//! Operator-facing configuration, loaded from TOML.

use std::path::{Path, PathBuf};

use serde::{Deserialize, Serialize};
use thiserror::Error;

use crate::policy::PolicyTable;

#[derive(Clone, Debug, Default, PartialEq, Eq, Serialize, Deserialize)]
pub struct TollgateConfig {
    #[serde(default)]
    pub policies: PolicyTable,
    #[serde(default)]
    pub store: StoreConfig,
}

/// Where durable state lives. Both backends unset means memory-only
/// (single-process deployments and tests).
#[derive(Clone, Debug, Default, PartialEq, Eq, Serialize, Deserialize)]
pub struct StoreConfig {
    #[serde(default, skip_serializing_if = "Option::is_none")]
    pub sqlite_path: Option<PathBuf>,
    #[serde(default, skip_serializing_if = "Option::is_none")]
    pub redis_url: Option<String>,
}

#[derive(Debug, Error)]
pub enum ConfigError {
    #[error("read config failed: {0}")]
    Read(#[from] std::io::Error),
    #[error("parse config failed: {0}")]
    Parse(#[from] toml::de::Error),
}

impl TollgateConfig {
    pub fn from_toml_str(raw: &str) -> Result<Self, ConfigError> {
        Ok(toml::from_str(raw)?)
    }

    pub fn load(path: impl AsRef<Path>) -> Result<Self, ConfigError> {
        let raw = std::fs::read_to_string(path)?;
        Self::from_toml_str(&raw)
    }
}

#[cfg(test)]
mod tests {
    use super::*;
    use crate::policy::PolicyLimits;

    #[test]
    fn empty_config_uses_seeded_policy_defaults() {
        let config = TollgateConfig::from_toml_str("").unwrap();
        assert_eq!(config.policies.free, PolicyLimits::free_defaults());
        assert_eq!(config.policies.premium, PolicyLimits::premium_defaults());
        assert!(config.store.sqlite_path.is_none());
    }

    #[test]
    fn toml_overrides_one_tier_without_losing_the_other() {
        let raw = r#"
            [policies.free]
            chat_per_day = 10
            web_search_per_day = 4
            max_request_chars = 1500

            [store]
            sqlite_path = "/var/lib/tollgate/state.sqlite"
        "#;
        let config = TollgateConfig::from_toml_str(raw).unwrap();
        assert_eq!(config.policies.free.chat_per_day, 10);
        assert_eq!(config.policies.free.max_request_chars, 1500);
        assert_eq!(config.policies.premium, PolicyLimits::premium_defaults());
        assert_eq!(
            config.store.sqlite_path.as_deref(),
            Some(Path::new("/var/lib/tollgate/state.sqlite"))
        );
    }

    #[test]
    fn config_round_trips_through_toml() {
        let config = TollgateConfig::default();
        let raw = toml::to_string(&config).unwrap();
        let parsed = TollgateConfig::from_toml_str(&raw).unwrap();
        assert_eq!(parsed, config);
    }
}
•••
◆ **ABOUT THIS TASK**
Copy out every line from the records that has the word "unwrap".

◆ **RESPONSE TO THE TASK**
        let config = TollgateConfig::from_toml_str("").unwrap();
        let config = TollgateConfig::from_toml_str(raw).unwrap();
        let raw = toml::to_string(&config).unwrap();
        let parsed = TollgateConfig::from_toml_str(&raw).unwrap();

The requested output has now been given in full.